Dopo l'arresto di un 23enne proseguono le indagini da parte dei carabinieri

 

Nella giornata di domenica un 23enne di Battipaglia era stato fermato dai carabinieri del nucleo operativo e radiomobile della locale compagnia - agli ordini del capitano Giuseppe Costa e del tenente Gianluca Giglio - in quanto ritenuto responsabile di un tentativo di estorsione (aggravata dal metodo mafioso) ai danni di un negozio sito nella città della piana del Sele, con successiva convalida del fermo in carcere emessa dal giudice per le indagini preliminari presso il tribunale di Salerno.
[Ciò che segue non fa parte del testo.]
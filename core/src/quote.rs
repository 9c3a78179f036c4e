//! Sale quotes: a catalog product priced for one asset value.

use crate::{
    clock::Clock,
    config::ConsortiumProduct,
    error::{CoreError, CoreResult},
    financing::{self, FinancingBreakdown, FinancingTerms},
    types::{Money, ProductId, TenantId, Timestamp},
};
use serde::Serialize;
use uuid::Uuid;

#[derive(Debug, Clone, PartialEq, Serialize)]
pub struct Quote {
    pub quote_id:   Uuid,
    pub tenant_id:  TenantId,
    pub product_id: ProductId,
    pub terms:      FinancingTerms,
    pub breakdown:  FinancingBreakdown,
    pub created_at: Timestamp,
}

impl Quote {
    pub fn build(
        tenant_id: &str,
        product: &ConsortiumProduct,
        asset_value: Money,
        down_payment: Money,
        clock: &dyn Clock,
    ) -> CoreResult<Self> {
        if !product.active {
            return Err(CoreError::validation(
                "product_id",
                format!("product '{}' is not active", product.product_id),
            ));
        }

        let terms = product.terms_for(asset_value, down_payment)?;
        let breakdown = financing::calculate(&terms);

        log::debug!(
            "financing: quote {}/{} credit={:.2} monthly={:.2} over {} installments",
            tenant_id,
            product.product_id,
            breakdown.credit_letter_value,
            breakdown.monthly_payment,
            breakdown.installments
        );

        Ok(Self {
            quote_id: Uuid::new_v4(),
            tenant_id: tenant_id.to_string(),
            product_id: product.product_id.clone(),
            terms,
            breakdown,
            created_at: clock.now(),
        })
    }
}
//! Fixed-window request governor.
//!
//! Guards expensive operations (search, export, API calls). Each
//! registered policy allows `max_requests` per `window_ms` for every
//! partition key its key generator produces. State per key is a counter
//! and the instant its window ends; the window does not slide.
//!
//! Expired entries are reset lazily by `check_limit()`. `sweep()` only
//! bounds memory for keys that stop being queried; correctness never
//! depends on it running.
//!
//! The governor is an owned service object. Build one at startup, share
//! it behind an `Arc`, and give tests their own instance.

use crate::{
    clock::Clock,
    error::{CoreError, CoreResult},
    types::Timestamp,
};
use chrono::{DateTime, Duration, Utc};
use dashmap::{mapref::entry::Entry, DashMap};
use serde::{Deserialize, Serialize};
use std::{
    collections::HashMap,
    fmt,
    sync::{mpsc, Arc, RwLock, Weak},
    thread::JoinHandle,
};

const ANONYMOUS: &str = "anonymous";

/// What the caller knows about the request being governed.
#[derive(Debug, Clone, Default, PartialEq, Eq, Serialize, Deserialize)]
pub struct RateLimitContext {
    #[serde(default)]
    pub user_id:   Option<String>,
    #[serde(default)]
    pub tenant_id: Option<String>,
}

impl RateLimitContext {
    pub fn anonymous() -> Self {
        Self::default()
    }

    pub fn for_user(user_id: impl Into<String>) -> Self {
        Self { user_id: Some(user_id.into()), tenant_id: None }
    }

    pub fn with_tenant(mut self, tenant_id: impl Into<String>) -> Self {
        self.tenant_id = Some(tenant_id.into());
        self
    }
}

/// Partitioning that can be written in a config file.
#[derive(Debug, Clone, Copy, Default, PartialEq, Eq, Serialize, Deserialize)]
#[serde(rename_all = "snake_case")]
pub enum KeyScope {
    /// One shared counter for everyone.
    #[default]
    Global,
    User,
    Tenant,
}

pub type KeyFn = dyn Fn(&RateLimitContext) -> String + Send + Sync;

#[derive(Clone)]
pub enum KeyGenerator {
    Scope(KeyScope),
    Custom(Arc<KeyFn>),
}

impl KeyGenerator {
    pub fn custom<F>(f: F) -> Self
    where
        F: Fn(&RateLimitContext) -> String + Send + Sync + 'static,
    {
        Self::Custom(Arc::new(f))
    }

    fn partition_key(&self, policy_name: &str, ctx: &RateLimitContext) -> String {
        match self {
            Self::Scope(KeyScope::Global) => policy_name.to_string(),
            Self::Scope(KeyScope::User) => {
                ctx.user_id.clone().unwrap_or_else(|| ANONYMOUS.to_string())
            }
            Self::Scope(KeyScope::Tenant) => {
                ctx.tenant_id.clone().unwrap_or_else(|| ANONYMOUS.to_string())
            }
            Self::Custom(f) => (**f)(ctx),
        }
    }
}

impl Default for KeyGenerator {
    fn default() -> Self {
        Self::Scope(KeyScope::Global)
    }
}

impl fmt::Debug for KeyGenerator {
    fn fmt(&self, f: &mut fmt::Formatter<'_>) -> fmt::Result {
        match self {
            Self::Scope(scope) => f.debug_tuple("Scope").field(scope).finish(),
            Self::Custom(_)    => f.write_str("Custom(..)"),
        }
    }
}

#[derive(Debug, Clone)]
pub struct RateLimitPolicy {
    pub name:          String,
    pub max_requests:  u32,
    pub window_ms:     u64,
    pub key_generator: KeyGenerator,
}

impl RateLimitPolicy {
    /// A global policy: every caller shares one counter.
    pub fn new(name: impl Into<String>, max_requests: u32, window_ms: u64) -> Self {
        Self {
            name: name.into(),
            max_requests,
            window_ms,
            key_generator: KeyGenerator::default(),
        }
    }

    pub fn with_scope(mut self, scope: KeyScope) -> Self {
        self.key_generator = KeyGenerator::Scope(scope);
        self
    }

    pub fn with_key_generator<F>(mut self, f: F) -> Self
    where
        F: Fn(&RateLimitContext) -> String + Send + Sync + 'static,
    {
        self.key_generator = KeyGenerator::custom(f);
        self
    }

    fn validate(&self) -> CoreResult<()> {
        if self.name.is_empty() {
            return Err(CoreError::validation("name", "policy name must not be empty"));
        }
        if self.max_requests == 0 {
            return Err(CoreError::validation(
                "max_requests",
                format!("policy '{}' must allow at least one request", self.name),
            ));
        }
        if self.window_ms == 0 || self.window_ms > i64::MAX as u64 {
            return Err(CoreError::validation(
                "window_ms",
                format!("policy '{}' window {} ms is out of range", self.name, self.window_ms),
            ));
        }
        Ok(())
    }

    fn window(&self) -> Duration {
        Duration::milliseconds(self.window_ms as i64)
    }
}

#[derive(Debug, Clone, Copy, PartialEq, Eq)]
struct RateLimitEntry {
    count:    u32,
    reset_at: Timestamp,
}

impl RateLimitEntry {
    fn fresh(now: Timestamp, window: Duration) -> Self {
        Self {
            count:    0,
            reset_at: now.checked_add_signed(window).unwrap_or(DateTime::<Utc>::MAX_UTC),
        }
    }
}

#[derive(Debug, Clone, Copy, PartialEq, Eq, Serialize)]
pub struct RateLimitDecision {
    pub allowed:   bool,
    pub remaining: u32,
    pub reset_at:  Timestamp,
}

impl RateLimitDecision {
    /// Time left in the current window; zero once it has passed.
    pub fn retry_after(&self, now: Timestamp) -> Duration {
        (self.reset_at - now).max(Duration::zero())
    }

    /// Whole minutes until the window resets, rounded up.
    pub fn minutes_until_reset(&self, now: Timestamp) -> i64 {
        let ms = self.retry_after(now).num_milliseconds();
        (ms + 59_999) / 60_000
    }

    /// Turn a rejection into `CoreError::RateLimited` for `?` call sites.
    pub fn into_result(self, policy: &str, now: Timestamp) -> CoreResult<Self> {
        if self.allowed {
            Ok(self)
        } else {
            Err(CoreError::RateLimited {
                policy:              policy.to_string(),
                retry_after_minutes: self.minutes_until_reset(now),
            })
        }
    }
}

pub struct RateGovernor {
    clock:    Arc<dyn Clock>,
    policies: RwLock<HashMap<String, RateLimitPolicy>>,
    entries:  DashMap<String, RateLimitEntry>,
}

impl RateGovernor {
    pub fn new(clock: Arc<dyn Clock>) -> Self {
        Self {
            clock,
            policies: RwLock::new(HashMap::new()),
            entries:  DashMap::new(),
        }
    }

    /// Build a governor with `policies` already registered.
    pub fn with_policies(
        clock: Arc<dyn Clock>,
        policies: impl IntoIterator<Item = RateLimitPolicy>,
    ) -> CoreResult<Self> {
        let governor = Self::new(clock);
        for policy in policies {
            governor.register(policy)?;
        }
        Ok(governor)
    }

    /// Add a policy, replacing any previous one with the same name.
    /// Existing counters are kept.
    pub fn register(&self, policy: RateLimitPolicy) -> CoreResult<()> {
        policy.validate()?;
        log::debug!(
            "rate_limit: registered policy={} max={} window_ms={} key={:?}",
            policy.name, policy.max_requests, policy.window_ms, policy.key_generator
        );
        let mut policies = self.policies.write().unwrap_or_else(|e| e.into_inner());
        policies.insert(policy.name.clone(), policy);
        Ok(())
    }

    pub fn policy(&self, name: &str) -> Option<RateLimitPolicy> {
        let policies = self.policies.read().unwrap_or_else(|e| e.into_inner());
        policies.get(name).cloned()
    }

    pub fn now(&self) -> Timestamp {
        self.clock.now()
    }

    /// Admit or reject one request under `policy_name`.
    ///
    /// The reset, the admission decision and the increment all happen
    /// while the key's entry is held, so concurrent callers can never push
    /// a key past its limit. Other keys are not blocked. A rejected check
    /// changes nothing.
    pub fn check_limit(
        &self,
        policy_name: &str,
        ctx: &RateLimitContext,
    ) -> CoreResult<RateLimitDecision> {
        let (key, max_requests, window) = {
            let policies = self.policies.read().unwrap_or_else(|e| e.into_inner());
            let policy = policies
                .get(policy_name)
                .ok_or_else(|| CoreError::UnknownPolicy { name: policy_name.to_string() })?;
            let partition = policy.key_generator.partition_key(&policy.name, ctx);
            (format!("{}:{partition}", policy.name), policy.max_requests, policy.window())
        };

        let mut entry = match self.entries.entry(key) {
            Entry::Occupied(occupied) => {
                let now = self.clock.now();
                let mut entry = occupied.into_ref();
                if now >= entry.reset_at {
                    log::debug!("rate_limit: policy={policy_name} window expired, resetting");
                    *entry = RateLimitEntry::fresh(now, window);
                }
                entry
            }
            Entry::Vacant(vacant) => {
                vacant.insert(RateLimitEntry::fresh(self.clock.now(), window))
            }
        };

        let allowed = entry.count < max_requests;
        if allowed {
            entry.count += 1;
        } else {
            log::info!(
                "rate_limit: policy={policy_name} rejected, window resets at {}",
                entry.reset_at
            );
        }

        Ok(RateLimitDecision {
            allowed,
            remaining: if allowed { max_requests.saturating_sub(entry.count) } else { 0 },
            reset_at:  entry.reset_at,
        })
    }

    /// Like `check_limit`, but any internal failure (such as an
    /// unregistered policy) admits the request.
    pub fn check_fail_open(&self, policy_name: &str, ctx: &RateLimitContext) -> RateLimitDecision {
        match self.check_limit(policy_name, ctx) {
            Ok(decision) => decision,
            Err(e) => {
                log::warn!("rate_limit: check failed for policy={policy_name}, allowing: {e}");
                RateLimitDecision { allowed: true, remaining: 0, reset_at: self.clock.now() }
            }
        }
    }

    /// Drop every entry whose window has ended. Returns how many went.
    pub fn sweep(&self) -> usize {
        let now = self.clock.now();
        let mut removed = 0;
        self.entries.retain(|_, entry| {
            let live = now < entry.reset_at;
            if !live {
                removed += 1;
            }
            live
        });
        if removed > 0 {
            log::debug!("rate_limit: sweep removed {removed} expired entries");
        }
        removed
    }

    /// Number of live counters (expired-but-unswept included).
    pub fn entry_count(&self) -> usize {
        self.entries.len()
    }

    /// Run `sweep()` every `interval` on a background thread.
    ///
    /// The thread holds only a weak reference; it exits when the handle
    /// is stopped or dropped, or when the governor itself is dropped.
    pub fn spawn_sweeper(self: &Arc<Self>, interval: std::time::Duration) -> SweeperHandle {
        let governor: Weak<Self> = Arc::downgrade(self);
        let (stop_tx, stop_rx) = mpsc::channel::<()>();

        let join = std::thread::spawn(move || loop {
            match stop_rx.recv_timeout(interval) {
                Err(mpsc::RecvTimeoutError::Timeout) => match governor.upgrade() {
                    Some(governor) => {
                        governor.sweep();
                    }
                    None => break,
                },
                _ => break,
            }
        });

        SweeperHandle { stop_tx: Some(stop_tx), join: Some(join) }
    }
}

/// Stops the background sweeper when stopped or dropped.
pub struct SweeperHandle {
    stop_tx: Option<mpsc::Sender<()>>,
    join:    Option<JoinHandle<()>>,
}

impl SweeperHandle {
    pub fn stop(mut self) {
        self.shutdown();
    }

    fn shutdown(&mut self) {
        if let Some(tx) = self.stop_tx.take() {
            let _ = tx.send(());
        }
        if let Some(join) = self.join.take() {
            if join.join().is_err() {
                log::warn!("rate_limit: sweeper thread panicked");
            }
        }
    }
}

impl Drop for SweeperHandle {
    fn drop(&mut self) {
        self.shutdown();
    }
}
Dopo alcuni giorni proseguono le indagini dei carabinieri allo scopo di fare terra bruciata attorno ai complici del 23enne: nella notte infatti i militari hanno effettuato una serie di perquisizioni con riscontri interessanti allo scopo delle indagini, che vengono coordinate dalla DDA della procura della Repubblica di Salerno. Gli approfondimenti investigativi dei carabinieri hanno portato ad evidenziare come al netto rifiuto del commerciante di pagare il pizzo di 5mila euro a lui imposto è seguito il danneggiamento delle serrande del negozio, ed ancora, il posizionamento della bottiglia incendiaria vicino alla serranda del negozio. Il messaggio era chiaro “se continui a non pagare abbiamo a disposizione la benzina”. Prosegue il lavoro dei carabinieri.